Aber was haben Suggs und Gefolge auch im House Of Lords verloren?
Sie gehören schließlich in unser Haus.
In der Mitte unserer Straße.

Lawrence Hayward ist einer dieser unverwüstlichen, oder vielleicht treffender: unverbesserlichen Rock’n’Roll-Typen.
Seit über 30 Jahren hinterlässt er eifrig Spuren in der Pophistorie, ohne dass auch nur irgendjemand Lust verspürte, diesen nachzugehen. Lange Jahre tat er das mit der Formation Felt – die kann man kennen, muss man aber nicht.
Und auch mit seinem aktuellen Bandprojekt Go Kart Mozart wird sich sein Bekanntheitsgrad vermutlich nicht nachhaltig erhöhen. Das 2012er-Album On The Hot Dog Streets können sie getrost den Hasen geben, aber immerhin ist ihm das Kunststück gelungen mit Retro-Glancing genau den wundervollen New Order-Song zu schreiben, auf den man bei Herrn Sumner und Konsorten ungefähr seit Bizarre Love Triangle vergeblich wartet.

Und eine letzte Leuchtboje auf einem ansonsten vernachlässigbaren Album sei Ihnen auch nicht vorenthalten: Benjamin Gibbard ist hauptberuflich Kopf und Obernerd der Ami-Indie-Kapelle Death Cab For Cutie. In seiner Freizeit macht er Soloalben, die niemand wirklich braucht, aber auf dem 2012er Release Former Lives befindet sich die Traumnummer Teardrop Windows. Dieser Song ist eine offenkundige Huldigung von Lenins Lieblingsband Teenage Fanclub, denn diese fungieren hier nicht etwa nur als Inspiration, sondern sie werden originalgetreu kopiert. Die Ähnlichkeit ist derart frappierend, dass es sich keinesfalls um Zufall handeln kann, sondern um ein völlig bewusst gesetztes Denkmal.

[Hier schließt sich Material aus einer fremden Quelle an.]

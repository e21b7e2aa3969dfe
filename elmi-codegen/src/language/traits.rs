//! Language-agnostic code generation traits.

use std::path::Path;

use eyre::Result;

/// Trait for language-specific code generators.
pub trait LanguageCodegen {
    /// Language identifier (e.g., "elm")
    fn language(&self) -> &'static str;

    /// File extension for generated source files (e.g., "elm")
    fn file_extension(&self) -> &'static str;

    /// Preview generated files without writing to disk
    fn preview(&self) -> Vec<PreviewFile>;

    /// Generate all files into the specified output directory
    fn generate(&self, output_dir: &Path) -> Result<GenerateResult>;

    /// Remove previously generated files from the output directory.
    fn clean(&self, output_dir: &Path) -> Result<CleanResult>;
}

/// Result of code generation
#[derive(Debug, Default)]
pub struct GenerateResult {
    /// Files that did not exist before
    pub created: Vec<String>,
    /// Files whose previous content was replaced
    pub replaced: Vec<String>,
}

impl GenerateResult {
    /// Total number of files written.
    pub fn written(&self) -> usize {
        self.created.len() + self.replaced.len()
    }
}

/// Result of cleaning previously generated files
#[derive(Debug, Default)]
pub struct CleanResult {
    /// Files and directories that were deleted
    pub deleted: Vec<String>,
}

/// A generated file for preview
#[derive(Debug)]
pub struct PreviewFile {
    /// Relative path from output directory
    pub path: String,
    /// File content
    pub content: String,
}
//! Name sanitization for module segments, entry names and parameter names.
//!
//! Raw keys are trimmed, split into words on whitespace, `-` and `_`, and
//! stripped of anything that is not an ASCII letter or digit. The surviving
//! words are joined in PascalCase for module segments and camelCase for
//! entries and parameters. A result starting with a digit gets a `T`/`t`
//! prefix.

use elmi18n_core::{split_words, to_camel_case, to_pascal_case};

/// Why a raw key could not be turned into an identifier.
#[derive(Debug, Clone, Copy, PartialEq, Eq)]
pub enum SanitizeError {
    /// The key is empty or whitespace only.
    Blank,
    /// The key has text but no ASCII letters or digits.
    Invalid,
}

/// Sanitize a key into a PascalCase module segment.
pub fn module_segment(raw: &str) -> Result<String, SanitizeError> {
    check(raw)?;
    Ok(to_pascal_case(raw))
}

/// Sanitize a key or placeholder into a camelCase identifier.
pub fn identifier(raw: &str) -> Result<String, SanitizeError> {
    check(raw)?;
    Ok(to_camel_case(raw))
}

fn check(raw: &str) -> Result<(), SanitizeError> {
    if raw.trim().is_empty() {
        Err(SanitizeError::Blank)
    } else if split_words(raw).is_empty() {
        Err(SanitizeError::Invalid)
    } else {
        Ok(())
    }
}
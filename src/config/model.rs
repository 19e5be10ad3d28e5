// src/config/model.rs

use std::collections::BTreeMap;

use serde::{Deserialize, Serialize};

use crate::dag::clarify::{DEFAULT_CLARIFICATION_MARKER, DEFAULT_CLARIFICATION_ROLE};
use crate::dag::TaskGraph;
use crate::types::RoleType;

/// Placeholder in a prompt that is replaced with the task's input.
pub const INPUT_PLACEHOLDER: &str = "{{input}}";

/// Characters a task name may not contain. The name is also the stem of the
/// task's output file, and must map back to the task unchanged.
const FORBIDDEN_NAME_CHARS: &[char] = &['/', '\\', ':', '*', '?', '"', '<', '>', '|'];

/// Why `name` cannot be used as a task name, or `None` if it can.
pub fn task_name_problem(name: &str) -> Option<&'static str> {
    if name.is_empty() {
        return Some("name is empty");
    }
    if name.trim() != name {
        return Some("name has leading or trailing whitespace");
    }
    if name == "." || name == ".." {
        return Some("name is a reserved path component");
    }
    if name
        .chars()
        .any(|c| c.is_control() || FORBIDDEN_NAME_CHARS.contains(&c))
    {
        return Some("name contains a path separator or a character not allowed in file names");
    }
    None
}

/// One unit of work.
///
/// ```toml
/// [[task]]
/// name = "build"
/// role = "ci"
/// prompt = "Build the project"
/// command = "make"
/// depends_on = ["plan"]
/// ```
///
/// Tasks are never mutated once loaded; the scheduler only creates new ones
/// (clarification flow).
#[derive(Debug, Clone, PartialEq, Eq, Serialize, Deserialize)]
pub struct Task {
    /// Unique key across the whole run, including injected tasks.
    pub name: String,

    /// Name of the [`Role`] that performs this task.
    pub role: String,

    /// Free-text instructions. `{{input}}` is replaced with the outputs of
    /// the task's dependencies.
    #[serde(default)]
    pub prompt: String,

    /// Command line for shell roles.
    #[serde(default, skip_serializing_if = "Option::is_none")]
    pub command: Option<String>,

    /// Names of tasks that must complete first.
    #[serde(default)]
    pub depends_on: Vec<String>,
}

impl Task {
    pub fn new(name: impl Into<String>, role: impl Into<String>, prompt: impl Into<String>) -> Self {
        Self {
            name: name.into(),
            role: role.into(),
            prompt: prompt.into(),
            command: None,
            depends_on: Vec::new(),
        }
    }

    /// The prompt with `{{input}}` substituted.
    pub fn render_prompt(&self, input: &str) -> String {
        self.prompt.replace(INPUT_PLACEHOLDER, input)
    }

    /// `depends_on` without repeated names, in declaration order.
    pub fn unique_dependencies(&self) -> Vec<&str> {
        let mut seen: Vec<&str> = Vec::with_capacity(self.depends_on.len());
        for dep in &self.depends_on {
            if !seen.contains(&dep.as_str()) {
                seen.push(dep.as_str());
            }
        }
        seen
    }
}

/// A named kind of worker.
///
/// ```toml
/// [[role]]
/// name = "planner1"
/// type = "ai"
/// model = "opus"
/// ```
///
/// `model`, `behavior` and `api_key` are opaque to scheduling.
#[derive(Debug, Clone, PartialEq, Eq, Serialize, Deserialize)]
pub struct Role {
    pub name: String,

    #[serde(rename = "type")]
    pub role_type: RoleType,

    #[serde(default, skip_serializing_if = "Option::is_none")]
    pub model: Option<String>,

    #[serde(default, skip_serializing_if = "Option::is_none")]
    pub behavior: Option<String>,

    #[serde(default, skip_serializing_if = "Option::is_none")]
    pub api_key: Option<String>,
}

impl Role {
    pub fn new(name: impl Into<String>, role_type: RoleType) -> Self {
        Self {
            name: name.into(),
            role_type,
            model: None,
            behavior: None,
            api_key: None,
        }
    }
}

/// `[settings]` section of the tasks file.
#[derive(Debug, Clone, PartialEq, Eq, Deserialize)]
pub struct Settings {
    /// Number of local workers.
    #[serde(default = "default_max_parallel")]
    pub max_parallel: usize,

    /// Role that receives `<task>_clarify` tasks.
    #[serde(default = "default_clarification_role")]
    pub clarification_role: String,

    /// Substring of a task output that triggers the clarification flow.
    #[serde(default = "default_clarification_marker")]
    pub clarification_marker: String,

    /// How many clarify/retry generations may be stacked on one task.
    #[serde(default = "default_max_clarification_rounds")]
    pub max_clarification_rounds: u32,
}

fn default_max_parallel() -> usize {
    2
}

fn default_clarification_role() -> String {
    DEFAULT_CLARIFICATION_ROLE.to_string()
}

fn default_clarification_marker() -> String {
    DEFAULT_CLARIFICATION_MARKER.to_string()
}

fn default_max_clarification_rounds() -> u32 {
    3
}

impl Default for Settings {
    fn default() -> Self {
        Self {
            max_parallel: default_max_parallel(),
            clarification_role: default_clarification_role(),
            clarification_marker: default_clarification_marker(),
            max_clarification_rounds: default_max_clarification_rounds(),
        }
    }
}

/// Tasks file as read from TOML (`[settings]` + `[[task]]`).
#[derive(Debug, Clone, Default, Deserialize)]
pub struct TasksFile {
    #[serde(default)]
    pub settings: Settings,

    #[serde(default)]
    pub task: Vec<Task>,
}

/// Roles file as read from TOML (`[[role]]` + optional `[allowed_flows]`).
///
/// When `allowed_flows` is present, every dependency edge `dep -> task` must
/// go from `dep`'s role to one of the roles listed for it.
#[derive(Debug, Clone, Default, Deserialize)]
pub struct RolesFile {
    #[serde(default)]
    pub role: Vec<Role>,

    #[serde(default)]
    pub allowed_flows: Option<BTreeMap<String, Vec<String>>>,
}

/// Unvalidated project: both files, straight from deserialization.
#[derive(Debug, Clone, Default)]
pub struct RawProject {
    pub tasks: TasksFile,
    pub roles: RolesFile,
}

/// Validated project.
///
/// Can only be obtained through `Project::try_from(RawProject)`, which
/// guarantees that roles resolve, role flows are allowed and the dependency
/// graph is a DAG.
#[derive(Debug, Clone)]
pub struct Project {
    settings: Settings,
    roles: Vec<Role>,
    graph: TaskGraph,
}

impl Project {
    pub(crate) fn new_unchecked(settings: Settings, roles: Vec<Role>, graph: TaskGraph) -> Self {
        Self {
            settings,
            roles,
            graph,
        }
    }

    pub fn settings(&self) -> &Settings {
        &self.settings
    }

    pub fn settings_mut(&mut self) -> &mut Settings {
        &mut self.settings
    }

    pub fn roles(&self) -> &[Role] {
        &self.roles
    }

    pub fn graph(&self) -> &TaskGraph {
        &self.graph
    }

    pub fn has_ai_roles(&self) -> bool {
        self.roles.iter().any(|r| r.role_type == RoleType::Ai)
    }
}
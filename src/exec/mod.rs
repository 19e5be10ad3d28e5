// src/exec/mod.rs

//! Task execution layer.
//!
//! - [`executor`] defines the synchronous `Executor` contract and the
//!   role -> executor registry.
//! - [`shell`] and [`human`] are the two local executors.
//! - [`ai`] hands AI-role tasks to the external AI subsystem.
//! - [`backend`] provides the `ExecutorBackend` trait the runtime talks to.
//! - [`pool`] is the production backend: a bounded worker pool.

pub mod ai;
pub mod backend;
pub mod executor;
pub mod human;
pub mod pool;
pub mod shell;

pub use ai::{AiDispatcher, QueueFileDispatcher};
pub use backend::ExecutorBackend;
pub use executor::{Executor, ExecutorRegistry};
pub use human::HumanExecutor;
pub use pool::WorkerPool;
pub use shell::ShellExecutor;
// src/config/validate.rs

use std::collections::{BTreeMap, HashMap, HashSet};

use crate::config::model::{Project, RawProject, Role, Settings, Task};
use crate::dag::TaskGraph;
use crate::errors::{ClampanyError, Result};
use crate::types::RoleType;

impl TryFrom<RawProject> for Project {
    type Error = ClampanyError;

    fn try_from(raw: RawProject) -> std::result::Result<Self, Self::Error> {
        let RawProject { tasks, roles } = raw;

        ensure_has_tasks(&tasks.task)?;
        validate_settings(&tasks.settings)?;
        validate_roles(&roles.role)?;
        validate_task_roles(&tasks.task, &roles.role)?;

        // Dependency resolution and cycle detection live in the graph itself.
        let graph = TaskGraph::build(tasks.task)?;

        if let Some(flows) = roles.allowed_flows.as_ref() {
            validate_role_flows(&graph, flows)?;
        }

        Ok(Project::new_unchecked(tasks.settings, roles.role, graph))
    }
}

fn ensure_has_tasks(tasks: &[Task]) -> Result<()> {
    if tasks.is_empty() {
        return Err(ClampanyError::Config(
            "tasks file must contain at least one [[task]] entry".to_string(),
        ));
    }
    Ok(())
}

fn validate_settings(settings: &Settings) -> Result<()> {
    if settings.max_parallel == 0 {
        return Err(ClampanyError::Config(
            "[settings].max_parallel must be >= 1 (got 0)".to_string(),
        ));
    }
    if settings.clarification_marker.trim().is_empty() {
        return Err(ClampanyError::Config(
            "[settings].clarification_marker must not be empty".to_string(),
        ));
    }
    Ok(())
}

fn validate_roles(roles: &[Role]) -> Result<()> {
    let mut seen = HashSet::new();
    for role in roles {
        if !seen.insert(role.name.as_str()) {
            return Err(ClampanyError::DuplicateRole(role.name.clone()));
        }
    }
    Ok(())
}

fn validate_task_roles(tasks: &[Task], roles: &[Role]) -> Result<()> {
    let role_types: HashMap<&str, RoleType> = roles
        .iter()
        .map(|r| (r.name.as_str(), r.role_type))
        .collect();

    for task in tasks {
        match role_types.get(task.role.as_str()) {
            None => {
                return Err(ClampanyError::UnknownRole {
                    task: task.name.clone(),
                    role: task.role.clone(),
                });
            }
            Some(RoleType::Shell) => {
                let has_command = task
                    .command
                    .as_deref()
                    .is_some_and(|c| !c.trim().is_empty());
                if !has_command {
                    return Err(ClampanyError::Config(format!(
                        "task '{}' uses shell role '{}' but has no `command`",
                        task.name, task.role
                    )));
                }
            }
            Some(RoleType::Ai) | Some(RoleType::Human) => {}
        }
    }
    Ok(())
}

fn validate_role_flows(graph: &TaskGraph, flows: &BTreeMap<String, Vec<String>>) -> Result<()> {
    for task in graph.tasks() {
        for dep_name in task.unique_dependencies() {
            let Some(dep) = graph.task(dep_name) else {
                continue;
            };
            let allowed = flows
                .get(&dep.role)
                .is_some_and(|targets| targets.iter().any(|r| r == &task.role));
            if !allowed {
                return Err(ClampanyError::RoleFlowViolation {
                    from: dep.role.clone(),
                    to: task.role.clone(),
                    from_task: dep.name.clone(),
                    to_task: task.name.clone(),
                });
            }
        }
    }
    Ok(())
}
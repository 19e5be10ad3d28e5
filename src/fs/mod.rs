// src/fs/mod.rs

use std::fmt::Debug;
use std::fs;
use std::io::Write;
use std::path::Path;

use anyhow::{Context, Result};

pub mod mock;

/// Abstract filesystem interface used for run artifacts and AI queue files.
pub trait FileSystem: Send + Sync + Debug {
    fn read_to_string(&self, path: &Path) -> Result<String>;

    /// Create or truncate `path`, creating parent directories as needed.
    fn write(&self, path: &Path, contents: &[u8]) -> Result<()>;

    /// Append to `path`, creating it (and its parents) if missing.
    fn append(&self, path: &Path, contents: &[u8]) -> Result<()>;

    fn exists(&self, path: &Path) -> bool;

    fn create_dir_all(&self, path: &Path) -> Result<()>;
}

/// Implementation that uses `std::fs`.
#[derive(Debug, Clone, Default)]
pub struct RealFileSystem;

impl FileSystem for RealFileSystem {
    fn read_to_string(&self, path: &Path) -> Result<String> {
        fs::read_to_string(path).with_context(|| format!("reading file {:?}", path))
    }

    fn write(&self, path: &Path, contents: &[u8]) -> Result<()> {
        if let Some(parent) = path.parent() {
            fs::create_dir_all(parent).with_context(|| format!("creating dir {:?}", parent))?;
        }
        let mut file = fs::File::create(path).with_context(|| format!("creating file {:?}", path))?;
        file.write_all(contents).with_context(|| format!("writing to file {:?}", path))?;
        Ok(())
    }

    fn append(&self, path: &Path, contents: &[u8]) -> Result<()> {
        if let Some(parent) = path.parent() {
            fs::create_dir_all(parent).with_context(|| format!("creating dir {:?}", parent))?;
        }
        let mut file = fs::OpenOptions::new()
            .create(true)
            .append(true)
            .open(path)
            .with_context(|| format!("opening file {:?} for append", path))?;
        file.write_all(contents).with_context(|| format!("appending to file {:?}", path))?;
        Ok(())
    }

    fn exists(&self, path: &Path) -> bool {
        path.exists()
    }

    fn create_dir_all(&self, path: &Path) -> Result<()> {
        fs::create_dir_all(path).with_context(|| format!("creating dir {:?}", path))
    }
}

Und dafür sei Herrn Gibbard meine aufrichtigste Ehrerbietung angedient.
Und wer bei Death Cab For Cutie stets zuerst an Brille, Bart, selbstgestrickte Pullis und Burgerbauch denkt, der wird im Video gleich noch auf angenehm selbstironische Weise eines besseren belehrt.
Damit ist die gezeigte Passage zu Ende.